Saved data entries:
###

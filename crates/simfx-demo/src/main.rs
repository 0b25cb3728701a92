#![forbid(unsafe_code)]

//! simfx showcase binary entry point.

use std::fs::File;
use std::path::Path;
use std::sync::Mutex;

use simfx_core::random::SeededRandom;
use simfx_demo::cli::{self, Command, Opts};
use simfx_demo::error::DemoError;
use simfx_demo::{config_file, runner};
use tracing_subscriber::EnvFilter;

fn main() {
    let opts = match Opts::parse() {
        Ok(Command::Run(opts)) => opts,
        Ok(Command::Help) => {
            println!("{}", cli::HELP_TEXT);
            return;
        }
        Ok(Command::Version) => {
            println!("simfx-demo {}", cli::VERSION);
            return;
        }
        Err(e) => {
            eprintln!("{e}");
            std::process::exit(2);
        }
    };

    if let Err(e) = run(&opts) {
        eprintln!("Error: {e}");
        std::process::exit(1);
    }
}

fn run(opts: &Opts) -> Result<(), DemoError> {
    init_logging(opts.log.as_deref(), opts.headless)?;

    let mut config = config_file::load(opts.config.as_deref())?;
    if let Some(theme) = opts.theme {
        config.theme = theme;
    }
    let seed = opts.seed.unwrap_or_else(|| SeededRandom::from_entropy().seed());
    tracing::info!(seed, headless = opts.headless, "starting showcase");

    if opts.headless {
        for line in runner::run_headless(config, seed, opts)? {
            println!("{line}");
        }
        Ok(())
    } else {
        runner::run_terminal(config, seed, opts)
    }
}

/// Log to `path` when given. Headless runs fall back to stderr; the
/// interactive UI owns the terminal, so it logs nowhere without a file.
fn init_logging(path: Option<&Path>, headless: bool) -> Result<(), DemoError> {
    let filter = || EnvFilter::try_from_default_env().unwrap_or_else(|_| EnvFilter::new("info"));

    if let Some(path) = path {
        let file = File::create(path).map_err(|source| DemoError::LogFile {
            path: path.to_path_buf(),
            source,
        })?;
        let _ = tracing_subscriber::fmt()
            .with_env_filter(filter())
            .with_ansi(false)
            .with_writer(Mutex::new(file))
            .try_init();
    } else if headless {
        let _ = tracing_subscriber::fmt()
            .with_env_filter(filter())
            .with_writer(std::io::stderr)
            .try_init();
    }
    Ok(())
}
#![forbid(unsafe_code)]

//! Progress/metric drift engine.
//!
//! Simulates a run that creeps from 0 to 100 percent at a jittery pace,
//! occasionally "sticking" for a while. When a run completes, the dashboard
//! metrics drift and (every few runs) the charts extend by one point.
//!
//! Per tick, in order:
//!
//! 1. **Stuck** at the current percent: count the tick; once the count
//!    exceeds the threshold drawn on entry, unstick and advance. Otherwise
//!    hold.
//! 2. **Stick**: below the stick ceiling, a small chance to stick and hold.
//! 3. **Complete** at 100: drift metrics, maybe drift the series, count the
//!    run, reset to 0 and draw a new tick interval.
//! 4. **Advance** by a random increment.
//!
//! # Invariants
//!
//! 1. `percent ∈ [0, 100]` after every tick.
//! 2. A run that reached 100 resets to 0 on the next tick and the run
//!    counter grows by exactly 1.
//! 3. While stuck, `percent` does not change until the threshold is
//!    exceeded.
//! 4. The tick interval is fixed for the duration of one run.

use std::time::Duration;

use serde::{Deserialize, Serialize};

use crate::config::millis;
use crate::controller::{Controller, ControllerKind, Snapshot};
use crate::error::ConfigError;
use crate::metrics::{MetricDrift, MetricView, MetricsConfig, Trend};
use crate::random::RandomSource;
use crate::series::{NamedSeries, SeriesConfig, SeriesDrift};

/// Pacing of a progress run.
#[derive(Debug, Clone, PartialEq, Serialize, Deserialize)]
#[serde(default)]
pub struct ProgressConfig {
    /// Shortest tick interval, in milliseconds (inclusive).
    pub interval_min_ms: u64,
    /// Longest tick interval, in milliseconds (inclusive).
    pub interval_max_ms: u64,
    pub increment_min: f64,
    pub increment_max: f64,
    /// Chance per tick of sticking.
    pub stick_probability: f64,
    /// Sticking is only possible below this percent.
    pub stick_ceiling: f64,
    pub stuck_ticks_min: f64,
    pub stuck_ticks_max: f64,
    /// Series drift when `runs % series_every == 0` (before counting the run).
    pub series_every: u64,
    /// Used for the remaining-time estimate.
    #[serde(with = "millis")]
    pub time_per_percent: Duration,
}

impl Default for ProgressConfig {
    fn default() -> Self {
        Self {
            interval_min_ms: 150,
            interval_max_ms: 300,
            increment_min: 0.5,
            increment_max: 2.5,
            stick_probability: 0.05,
            stick_ceiling: 95.0,
            stuck_ticks_min: 5.0,
            stuck_ticks_max: 15.0,
            series_every: 3,
            time_per_percent: Duration::from_millis(250),
        }
    }
}

impl ProgressConfig {
    pub fn validate(&self) -> Result<(), ConfigError> {
        if self.interval_min_ms == 0 {
            return Err(ConfigError::ZeroDuration {
                field: "progress.interval_min_ms",
            });
        }
        for (field, lo, hi) in [
            (
                "progress.interval",
                self.interval_min_ms as f64,
                self.interval_max_ms as f64,
            ),
            ("progress.increment", self.increment_min, self.increment_max),
            (
                "progress.stuck_ticks",
                self.stuck_ticks_min,
                self.stuck_ticks_max,
            ),
        ] {
            if hi < lo {
                return Err(ConfigError::InvertedRange { field, lo, hi });
            }
        }
        if self.increment_min <= 0.0 {
            return Err(ConfigError::NonPositive {
                field: "progress.increment_min",
                value: self.increment_min,
            });
        }
        if !(0.0..=1.0).contains(&self.stick_probability) {
            return Err(ConfigError::Probability {
                field: "progress.stick_probability",
                value: self.stick_probability,
            });
        }
        if self.series_every == 0 {
            return Err(ConfigError::Empty {
                field: "progress.series_every",
            });
        }
        Ok(())
    }
}

/// State of the current run.
#[derive(Debug, Clone, Copy, PartialEq, Default)]
pub struct ProgressRun {
    pub percent: f64,
    /// Percent at which the run is stuck, if it is.
    pub stuck_at: Option<f64>,
    pub stuck_ticks: u32,
    /// Ticks to wait before unsticking, drawn on entering the stuck state.
    pub stuck_threshold: f64,
}

impl ProgressRun {
    #[must_use]
    pub fn is_stuck(&self) -> bool {
        self.stuck_at == Some(self.percent)
    }
}

/// What a single tick did.
#[derive(Debug, Clone, Copy, PartialEq, Eq)]
pub enum TickOutcome {
    Advanced,
    Held,
    Stuck,
    Resumed,
    Completed { series_updated: bool },
}

/// Everything the dashboard renders.
#[derive(Debug, Clone, PartialEq)]
pub struct DriftSnapshot {
    pub progress: ProgressRun,
    pub runs: u64,
    pub eta: Duration,
    pub tick_interval: Duration,
    pub primary: u64,
    pub primary_trend: Trend,
    pub metrics: Vec<MetricView>,
    pub series: Vec<NamedSeries>,
}

impl DriftSnapshot {
    /// Remaining-time estimate as `"{m}m {s}s"`.
    #[must_use]
    pub fn eta_label(&self) -> String {
        format_eta(self.eta)
    }
}

/// Format a duration the way the dashboard shows the ETA.
#[must_use]
pub fn format_eta(eta: Duration) -> String {
    let ms = eta.as_millis();
    let minutes = ms / 60_000;
    let seconds = (ms % 60_000) / 1000;
    format!("{minutes}m {seconds}s")
}

/// The progress engine plus the dashboard data it perturbs.
#[derive(Debug, Clone)]
pub struct DriftEngine {
    config: ProgressConfig,
    run: ProgressRun,
    runs: u64,
    tick_interval: Duration,
    metrics: MetricDrift,
    series: SeriesDrift,
}

impl DriftEngine {
    /// Build the engine, seeding the series and the first tick interval.
    pub fn new(
        config: ProgressConfig,
        metrics: MetricsConfig,
        series: &SeriesConfig,
        rng: &mut dyn RandomSource,
    ) -> Result<Self, ConfigError> {
        config.validate()?;
        let metrics = MetricDrift::new(metrics)?;
        let series = SeriesDrift::seeded(series, rng)?;
        let tick_interval = draw_interval(&config, rng);
        Ok(Self {
            config,
            run: ProgressRun::default(),
            runs: 0,
            tick_interval,
            metrics,
            series,
        })
    }

    /// Apply one tick of the progress state machine.
    pub fn tick(&mut self, rng: &mut dyn RandomSource) -> TickOutcome {
        let cfg = &self.config;

        if self.run.is_stuck() {
            self.run.stuck_ticks += 1;
            if f64::from(self.run.stuck_ticks) > self.run.stuck_threshold {
                self.run.stuck_at = None;
                self.run.stuck_ticks = 0;
                let inc = rng.uniform(cfg.increment_min, cfg.increment_max);
                self.run.percent = (self.run.percent + inc).min(100.0);
                crate::trace!(percent = self.run.percent, "progress resumed");
                return TickOutcome::Resumed;
            }
            return TickOutcome::Held;
        }

        if self.run.percent < cfg.stick_ceiling && rng.chance(cfg.stick_probability) {
            self.run.stuck_at = Some(self.run.percent);
            self.run.stuck_ticks = 0;
            self.run.stuck_threshold = rng.uniform(cfg.stuck_ticks_min, cfg.stuck_ticks_max);
            crate::trace!(
                percent = self.run.percent,
                threshold = self.run.stuck_threshold,
                "progress stuck"
            );
            return TickOutcome::Stuck;
        }

        if self.run.percent >= 100.0 {
            self.metrics.update(rng);
            let series_updated = self.runs % cfg.series_every == 0;
            if series_updated {
                self.series.step(rng);
            }
            self.runs += 1;
            self.run = ProgressRun::default();
            self.tick_interval = draw_interval(cfg, rng);
            crate::debug!(
                runs = self.runs,
                series_updated,
                interval_ms = self.tick_interval.as_millis() as u64,
                "simulation run completed"
            );
            return TickOutcome::Completed { series_updated };
        }

        let inc = rng.uniform(cfg.increment_min, cfg.increment_max);
        self.run.percent = (self.run.percent + inc).min(100.0);
        TickOutcome::Advanced
    }

    /// Remaining-time estimate for the current percent.
    #[must_use]
    pub fn eta(&self) -> Duration {
        let remaining = (100.0 - self.run.percent).clamp(0.0, 100.0);
        self.config.time_per_percent.mul_f64(remaining)
    }

    #[must_use]
    pub fn run(&self) -> &ProgressRun {
        &self.run
    }

    /// Completed runs since mount.
    #[must_use]
    pub fn runs(&self) -> u64 {
        self.runs
    }

    #[must_use]
    pub fn tick_interval(&self) -> Duration {
        self.tick_interval
    }

    #[must_use]
    pub fn metrics(&self) -> &MetricDrift {
        &self.metrics
    }

    #[must_use]
    pub fn series(&self) -> &SeriesDrift {
        &self.series
    }

    /// Place the run at `percent` (clamped), clearing any stuck state.
    pub fn set_percent(&mut self, percent: f64) {
        self.run = ProgressRun {
            percent: percent.clamp(0.0, 100.0),
            ..ProgressRun::default()
        };
    }

    #[must_use]
    pub fn drift_snapshot(&self) -> DriftSnapshot {
        DriftSnapshot {
            progress: self.run,
            runs: self.runs,
            eta: self.eta(),
            tick_interval: self.tick_interval,
            primary: self.metrics.primary(),
            primary_trend: self.metrics.primary_trend(),
            metrics: self.metrics.views(),
            series: self.series.named(),
        }
    }
}

fn draw_interval(config: &ProgressConfig, rng: &mut dyn RandomSource) -> Duration {
    Duration::from_millis(rng.uniform_inclusive(config.interval_min_ms, config.interval_max_ms))
}

impl Controller for DriftEngine {
    fn kind(&self) -> ControllerKind {
        ControllerKind::Drift
    }

    fn next_delay(&self) -> Option<Duration> {
        Some(self.tick_interval)
    }

    fn fire(&mut self, rng: &mut dyn RandomSource) {
        self.tick(rng);
    }

    fn snapshot(&self) -> Snapshot {
        Snapshot::Drift(self.drift_snapshot())
    }
}
#![forbid(unsafe_code)]

//! Terminal showcase for the simfx animation controllers.
//!
//! Lays every controller out on one scrolling page, feeds it real or virtual
//! time, and renders snapshots as plain text.

pub mod app;
pub mod cli;
pub mod config_file;
pub mod error;
pub mod input;
pub mod render;
pub mod runner;
pub mod terminal;
#![forbid(unsafe_code)]

//! Sliding-window time series and their random-walk drift.
//!
//! A [`SlidingWindow`] has a fixed capacity chosen at construction; every
//! push evicts the oldest point once full. [`SeriesDrift`] keeps one window
//! per charted series and extends each with a bounded random step from its
//! own newest value.

use std::collections::VecDeque;

use serde::{Deserialize, Serialize};

use crate::error::ConfigError;
use crate::random::RandomSource;

/// Fixed-capacity ordered series; insertion evicts the oldest element.
#[derive(Debug, Clone, PartialEq)]
pub struct SlidingWindow {
    points: VecDeque<f64>,
    capacity: usize,
}

impl SlidingWindow {
    /// A window pre-populated from `points`; its capacity is their count.
    pub fn from_points(points: impl IntoIterator<Item = f64>) -> Self {
        let points: VecDeque<f64> = points.into_iter().collect();
        let capacity = points.len();
        Self { points, capacity }
    }

    /// Append `value`, evicting the oldest point when at capacity.
    ///
    /// Returns the evicted point, if any.
    pub fn push(&mut self, value: f64) -> Option<f64> {
        if self.capacity == 0 {
            return None;
        }
        let evicted = if self.points.len() >= self.capacity {
            self.points.pop_front()
        } else {
            None
        };
        self.points.push_back(value);
        evicted
    }

    #[must_use]
    pub fn newest(&self) -> Option<f64> {
        self.points.back().copied()
    }

    #[must_use]
    pub fn len(&self) -> usize {
        self.points.len()
    }

    #[must_use]
    pub fn is_empty(&self) -> bool {
        self.points.is_empty()
    }

    #[must_use]
    pub fn capacity(&self) -> usize {
        self.capacity
    }

    /// Points from oldest to newest.
    pub fn iter(&self) -> impl Iterator<Item = f64> + '_ {
        self.points.iter().copied()
    }

    /// Points from oldest to newest, copied into a `Vec`.
    #[must_use]
    pub fn to_vec(&self) -> Vec<f64> {
        self.iter().collect()
    }
}

/// How one series is seeded.
#[derive(Debug, Clone, PartialEq, Serialize, Deserialize)]
pub struct SeriesSpec {
    pub name: String,
    /// Seed points are `floor(base + r * spread)`.
    pub base: f64,
    pub spread: f64,
}

/// Series parameters.
#[derive(Debug, Clone, PartialEq, Serialize, Deserialize)]
#[serde(default)]
pub struct SeriesConfig {
    pub window: usize,
    /// Each step moves by at most this much in either direction.
    pub amplitude: f64,
    pub series: Vec<SeriesSpec>,
}

impl Default for SeriesConfig {
    fn default() -> Self {
        Self {
            window: 14,
            amplitude: 1.0,
            series: vec![
                SeriesSpec {
                    name: "Upside Potential".into(),
                    base: 85.0,
                    spread: 10.0,
                },
                SeriesSpec {
                    name: "Downside Risk".into(),
                    base: 15.0,
                    spread: 10.0,
                },
            ],
        }
    }
}

impl SeriesConfig {
    pub fn validate(&self) -> Result<(), ConfigError> {
        if self.window == 0 {
            return Err(ConfigError::Empty {
                field: "series.window",
            });
        }
        if !(self.amplitude >= 0.0 && self.amplitude.is_finite()) {
            return Err(ConfigError::NonPositive {
                field: "series.amplitude",
                value: self.amplitude,
            });
        }
        Ok(())
    }
}

/// A named window, as handed to chart renderers.
#[derive(Debug, Clone, PartialEq)]
pub struct NamedSeries {
    pub name: String,
    pub points: Vec<f64>,
}

/// A set of sliding windows drifting as bounded random walks.
#[derive(Debug, Clone, PartialEq)]
pub struct SeriesDrift {
    names: Vec<String>,
    windows: Vec<SlidingWindow>,
    amplitude: f64,
}

impl SeriesDrift {
    /// Seed every configured series with `window` random points.
    pub fn seeded(config: &SeriesConfig, rng: &mut dyn RandomSource) -> Result<Self, ConfigError> {
        config.validate()?;
        let mut names = Vec::with_capacity(config.series.len());
        let mut windows = Vec::with_capacity(config.series.len());
        for spec in &config.series {
            let points: Vec<f64> = (0..config.window)
                .map(|_| (spec.base + rng.next_unit() * spec.spread).floor())
                .collect();
            names.push(spec.name.clone());
            windows.push(SlidingWindow::from_points(points));
        }
        Ok(Self {
            names,
            windows,
            amplitude: config.amplitude,
        })
    }

    /// Extend every window by one step of its own random walk.
    pub fn step(&mut self, rng: &mut dyn RandomSource) {
        for window in &mut self.windows {
            let last = window.newest().unwrap_or(0.0);
            let noise = (rng.next_unit() - 0.5) * 2.0 * self.amplitude;
            window.push(last + noise);
        }
    }

    #[must_use]
    pub fn windows(&self) -> &[SlidingWindow] {
        &self.windows
    }

    /// Named copies of every window.
    #[must_use]
    pub fn named(&self) -> Vec<NamedSeries> {
        self.names
            .iter()
            .zip(&self.windows)
            .map(|(name, window)| NamedSeries {
                name: name.clone(),
                points: window.to_vec(),
            })
            .collect()
    }
}
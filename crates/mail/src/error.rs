//! Error types for notification handling

use std::io;
use std::path::PathBuf;

/// Inbound payload rejected before any state was touched.
///
/// All variants are terminal for the call; retrying the same bytes yields
/// the same error.
#[derive(Debug, thiserror::Error)]
pub enum DecodeError {
    /// `message.data` missing, empty, or decoded to nothing
    #[error("Invalid request")]
    EmptyPayload,

    /// Payload was not valid JSON/base64, or lacked a historyId
    #[error("Invalid JSON")]
    MalformedPayload(String),

    /// Push arrived through a subscription other than the configured one
    #[error("Not subscribed to defined subscription")]
    UnauthorizedSubscription { expected: String, actual: String },
}

impl DecodeError {
    /// Detail for logs; the display text stays fixed for callers
    pub fn detail(&self) -> Option<String> {
        match self {
            Self::EmptyPayload => None,
            Self::MalformedPayload(reason) => Some(reason.clone()),
            Self::UnauthorizedSubscription { expected, actual } => {
                Some(format!("expected '{expected}', got '{actual}'"))
            }
        }
    }
}

/// Cursor persistence fault. Never swallowed.
#[derive(Debug, thiserror::Error)]
pub enum CursorStoreError {
    #[error("cursor store I/O error at {}: {source}", path.display())]
    Io {
        path: PathBuf,
        #[source]
        source: io::Error,
    },

    #[error("cursor store at {} is corrupt: {source}", path.display())]
    Corrupt {
        path: PathBuf,
        #[source]
        source: serde_json::Error,
    },

    #[error("cursor store lock poisoned")]
    Poisoned,
}

/// Failure reported by a provider capability (token exchange, Gmail REST).
#[derive(Debug, thiserror::Error)]
pub enum ProviderError {
    /// The start historyId fell out of the provider's retention window
    #[error("History ID expired or invalid")]
    HistoryExpired,

    #[error("{operation} rejected with HTTP {status}")]
    Status { operation: &'static str, status: u16 },

    #[error("{operation} failed: {message}")]
    Transport {
        operation: &'static str,
        message: String,
    },

    #[error("{operation} returned an unusable response: {reason}")]
    InvalidResponse {
        operation: &'static str,
        reason: String,
    },
}

impl ProviderError {
    /// Whether repeating the same call could succeed.
    ///
    /// Transport faults, throttling and server errors are retryable;
    /// an expired marker or any other client error is not.
    pub fn is_retryable(&self) -> bool {
        match self {
            Self::Transport { .. } => true,
            Self::Status { status, .. } => *status == 429 || *status >= 500,
            Self::HistoryExpired | Self::InvalidResponse { .. } => false,
        }
    }

    pub(crate) fn from_ureq(operation: &'static str, error: ureq::Error) -> Self {
        match error {
            ureq::Error::StatusCode(status) => Self::Status { operation, status },
            other => Self::Transport {
                operation,
                message: other.to_string(),
            },
        }
    }
}

/// Failure while handling a notification or registering a watch.
#[derive(Debug, thiserror::Error)]
pub enum SyncError {
    #[error(transparent)]
    Decode(#[from] DecodeError),

    #[error(transparent)]
    Storage(#[from] CursorStoreError),

    #[error("credential exchange failed: {0}")]
    Credential(#[source] ProviderError),

    #[error("{0}")]
    Fetch(#[source] ProviderError),

    #[error("processing failed: {0}")]
    Processing(String),
}

impl SyncError {
    /// True when the history marker was out of the provider's retention window
    pub fn is_history_expired(&self) -> bool {
        matches!(self, Self::Fetch(ProviderError::HistoryExpired))
    }
}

###

_ACTION ITEM:_ What lines above hold the word "noise"? List them all.

_SOLUTION TO THIS TASK:_
            let noise = (rng.next_unit() - 0.5) * 2.0 * self.amplitude;
            window.push(last + noise);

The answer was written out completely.